Posts Tagged Fetus
Puppies: They’re just better.
Posted by Lotus, aka Sarcastic Mom in Depression, Miscarriage, More Whining on July 20, 2009
I wrote a very, very short and moody, desperate and pathetic post a few weeks ago about getting hit upside the heart again by the desire for my lost babies.
It really never goes away. It just hides a little sometimes, lurking; waiting for the right time to shit on your world. Or mine. Guess I can’t really speak for others.
Or yours, maybe, is true, since I’m publishing this crap.
I thought about sharing that post with you now that the bewbs of BEWB Fest 09 have been filed away… because really? Sharing it with you right at the same time as going, “OMG LOOK! IT’S BEWBS!” just didn’t feel right. And everything about bewbs generally feels good, so why ruin that? I mean. Really.

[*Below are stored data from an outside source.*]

//! Rotor Core - Surface-Agnostic Glyph Rotation for Spinner Strips
//!
//! A spinner strip shows a fixed number of icon glyphs while a user action
//! is pending. On a fixed cadence the oldest glyph leaves and a freshly drawn
//! one arrives at the end. This crate decides *which* glyphs are visible and
//! *how* the strip evolves; drawing them is the host's job.
//!
//! # Architecture
//!
//! ```text
//! ┌──────────────────────────────────────────────────────────────┐
//! │                         Host Surface                         │
//! │   (list control, blur, tint, entry/exit animation, layout)   │
//! │                                                              │
//! │   DecorationRegistry ── at most one spinner per control      │
//! └──────────────┬──────────────────────────────▲────────────────┘
//!                │ start / stop                 │ RotationEvent
//!                │                              │ completions
//! ┌──────────────▼──────────────────────────────┴────────────────┐
//! │                      RotationSequencer                       │
//! │   Idle ⇄ Running, visible strip, tick loop on Tokio          │
//! │                              │                               │
//! │                    SymbolPoolModel ── GlyphSource (rand)     │
//! └──────────────────────────────────────────────────────────────┘
//! ```
//!
//! # Key Types
//!
//! - [`SymbolPoolModel`]: glyph pool, initial draw, anti-repeat next draw
//! - [`RotationSequencer`]: state machine and tick loop
//! - [`RotationEvent`]: the diff the host animates per tick
//! - [`RotationTiming`]: cadence and lifecycle delays
//! - [`SpinnerControl`]: the interface hosts program against
//! - [`DecorationRegistry`]: spinner ownership per host control
//! - [`RotorConfig`]: file/env/CLI configuration
//!
//! # Quick Start
//!
//! ```ignore
//! use rotor_core::{RotationSequencer, RotationTiming, SymbolPoolModel};
//!
//! #[tokio::main]
//! async fn main() -> anyhow::Result<()> {
//!     let model = SymbolPoolModel::new(3, ["wifi", "phone", "play", "house"])?;
//!     let sequencer = RotationSequencer::new(model, RotationTiming::default())?;
//!     let mut events = sequencer.subscribe();
//!
//!     sequencer.start_and_wait().await;
//!     let event = events.recv().await?;
//!     println!("slide in {} at {}", event.inserted_value, event.inserted_index);
//!     sequencer.stop_and_wait().await;
//!     Ok(())
//! }
//! ```
//!
//! # No UI Dependencies
//!
//! This crate has no dependency on any UI toolkit. It can back a TUI, a
//! native GUI or a web surface alike.

#![deny(missing_docs)]
#![deny(clippy::all)]
#![warn(clippy::pedantic)]
#![allow(clippy::module_name_repetitions)]

pub mod config;
pub mod control;
pub mod error;
pub mod events;
pub mod model;
pub mod registry;
pub mod sequencer;
pub mod source;
pub mod timing;

// Re-exports for convenience
pub use config::{
    default_config_path, load_config, load_config_from_path, ConfigError, ConfigOverrides,
    ConfigSource, RotorConfig, RotorToml,
};
pub use control::SpinnerControl;
pub use error::{Result, SpinnerError};
pub use events::{RotationEvent, SequencerState};
pub use model::{SymbolPoolModel, DEFAULT_POOL, DEFAULT_VISIBLE_COUNT, FALLBACK_GLYPH};
pub use registry::{ControlId, DecorationRegistry};
pub use sequencer::{Completion, RotationSequencer, EVENT_CHANNEL_CAPACITY};
pub use source::{GlyphSource, RngGlyphSource, ScriptedGlyphSource};
pub use timing::RotationTiming;
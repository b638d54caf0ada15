//! Integration Test: Core Boundaries
//!
//! **Policy**: `rotor-core` decides what is visible and when it changes. It
//! never renders, so it depends on no UI toolkit, and as a library it
//! reports failures instead of panicking.

use std::fs;

use architectural_enforcement::{scan, workspace_root};

const UI_CRATES: &[&str] = &[
    "ratatui",
    "crossterm",
    "tui",
    "egui",
    "eframe",
    "iced",
    "gtk",
    "gtk4",
    "winit",
    "slint",
    "tauri",
];

#[test]
fn test_core_has_no_ui_dependencies() {
    let manifest = fs::read_to_string(workspace_root().join("rotor/core/Cargo.toml"))
        .expect("core manifest readable");

    let mut offending = Vec::new();
    let mut in_deps = false;
    for line in manifest.lines() {
        let line = line.trim();
        if line.starts_with('[') {
            in_deps = line.contains("dependencies");
            continue;
        }
        if !in_deps || line.starts_with('#') {
            continue;
        }
        let name = line.split(['=', '.', ' ']).next().unwrap_or_default();
        if UI_CRATES.contains(&name) {
            offending.push(name.to_string());
        }
    }

    assert!(
        offending.is_empty(),
        "rotor-core must stay surface-agnostic, found UI crates: {offending:?}"
    );
}

#[test]
fn test_no_panicking_shortcuts_in_core() {
    let violations = scan(&["rotor/core/src"], |code| {
        code.contains(".unwrap()") || code.contains(".expect(") || code.contains("panic!(")
    });

    if !violations.is_empty() {
        eprintln!("\n❌ Panicking shortcuts in rotor-core production code:\n");
        for violation in &violations {
            eprintln!("  ❌ {violation}");
        }
        panic!(
            "\nFound {} violation(s); return a SpinnerError instead.",
            violations.len()
        );
    }
}

#[test]
fn test_core_does_not_print() {
    let violations = scan(&["rotor/core/src"], |code| {
        code.contains("println!(") || code.contains("eprintln!(")
    });

    assert!(
        violations.is_empty(),
        "rotor-core logs through tracing, found: {violations:#?}"
    );
}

So I thought about sharing it with you now, in all of its deep and philosophical questioning glory (read: whiny and pathetic yearning-filled, demanding inquisitiveness). I thought about making you read trite crap like, “I’m stuck whining the same things, being the same pathetic empty, yearning bag over and over again.”
And
“When will it get so old that my heart just implodes from feeling the same tortured longing one.more.time?”
And the rest of it, too. But no, I saved it as a text file entitled, “baby nonsense.”
I did make you read part of it, now, didn’t I? Manipulative, emotional arse, I am. But you’ll not have to read that in its entirety.
Instead, please enjoy looking at this cute puppy.
http://www.flickr.com/photos/conwayl/ / CC BY-ND 2.0
I like puppies.
They are way, way better than fetuses that are ripped out of your uterus.
Of course, then they grow up and pee on your baseboards and shit on the kitchen floor.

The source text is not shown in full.